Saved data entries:
◇ ◇ ◇ ◇

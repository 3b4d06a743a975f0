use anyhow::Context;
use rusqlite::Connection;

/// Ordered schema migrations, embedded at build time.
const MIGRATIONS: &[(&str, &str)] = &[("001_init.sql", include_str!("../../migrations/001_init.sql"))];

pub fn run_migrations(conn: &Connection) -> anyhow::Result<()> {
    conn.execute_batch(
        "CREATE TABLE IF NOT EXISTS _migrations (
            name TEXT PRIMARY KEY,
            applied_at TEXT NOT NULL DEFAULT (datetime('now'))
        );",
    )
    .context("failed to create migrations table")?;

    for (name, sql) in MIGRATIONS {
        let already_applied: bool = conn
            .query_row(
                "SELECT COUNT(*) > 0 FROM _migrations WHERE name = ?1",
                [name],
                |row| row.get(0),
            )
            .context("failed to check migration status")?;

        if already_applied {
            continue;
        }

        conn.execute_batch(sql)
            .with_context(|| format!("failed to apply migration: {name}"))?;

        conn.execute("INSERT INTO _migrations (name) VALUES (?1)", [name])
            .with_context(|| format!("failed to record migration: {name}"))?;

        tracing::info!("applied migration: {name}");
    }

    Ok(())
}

◇ ◇ ◇ ◇

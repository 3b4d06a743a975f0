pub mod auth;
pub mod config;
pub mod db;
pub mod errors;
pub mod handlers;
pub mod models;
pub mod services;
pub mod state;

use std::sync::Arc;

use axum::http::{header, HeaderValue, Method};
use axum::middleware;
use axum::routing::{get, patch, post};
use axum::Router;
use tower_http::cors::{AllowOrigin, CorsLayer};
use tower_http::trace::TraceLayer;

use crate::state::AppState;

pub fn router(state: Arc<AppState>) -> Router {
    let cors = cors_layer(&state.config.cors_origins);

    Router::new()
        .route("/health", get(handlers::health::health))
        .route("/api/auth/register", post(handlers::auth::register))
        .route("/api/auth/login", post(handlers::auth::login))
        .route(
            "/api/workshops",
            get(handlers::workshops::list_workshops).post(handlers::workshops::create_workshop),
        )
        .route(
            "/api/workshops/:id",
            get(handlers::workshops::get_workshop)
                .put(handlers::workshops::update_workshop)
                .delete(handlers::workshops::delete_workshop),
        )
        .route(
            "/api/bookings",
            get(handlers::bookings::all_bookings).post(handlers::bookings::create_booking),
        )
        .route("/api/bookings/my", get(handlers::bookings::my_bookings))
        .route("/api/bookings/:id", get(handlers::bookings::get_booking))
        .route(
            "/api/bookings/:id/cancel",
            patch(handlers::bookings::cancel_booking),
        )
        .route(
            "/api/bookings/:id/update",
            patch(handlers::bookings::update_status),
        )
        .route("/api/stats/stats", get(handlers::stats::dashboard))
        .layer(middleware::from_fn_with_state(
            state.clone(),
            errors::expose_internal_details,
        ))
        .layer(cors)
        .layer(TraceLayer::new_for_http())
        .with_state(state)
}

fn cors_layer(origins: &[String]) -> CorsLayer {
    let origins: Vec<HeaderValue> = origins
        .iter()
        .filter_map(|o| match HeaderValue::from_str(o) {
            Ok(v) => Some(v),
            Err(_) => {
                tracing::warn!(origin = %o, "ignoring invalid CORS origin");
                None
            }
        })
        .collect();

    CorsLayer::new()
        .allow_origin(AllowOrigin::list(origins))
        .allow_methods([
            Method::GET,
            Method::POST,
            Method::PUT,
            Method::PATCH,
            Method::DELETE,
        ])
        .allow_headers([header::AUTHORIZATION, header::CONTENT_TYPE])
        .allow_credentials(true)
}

◇ ◇ ◇ ◇

WHAT THE TASK ASKS.
Only the number should be given: how many lines in the entries above contain the string "axum"?

EXERCISE OUTPUT.
4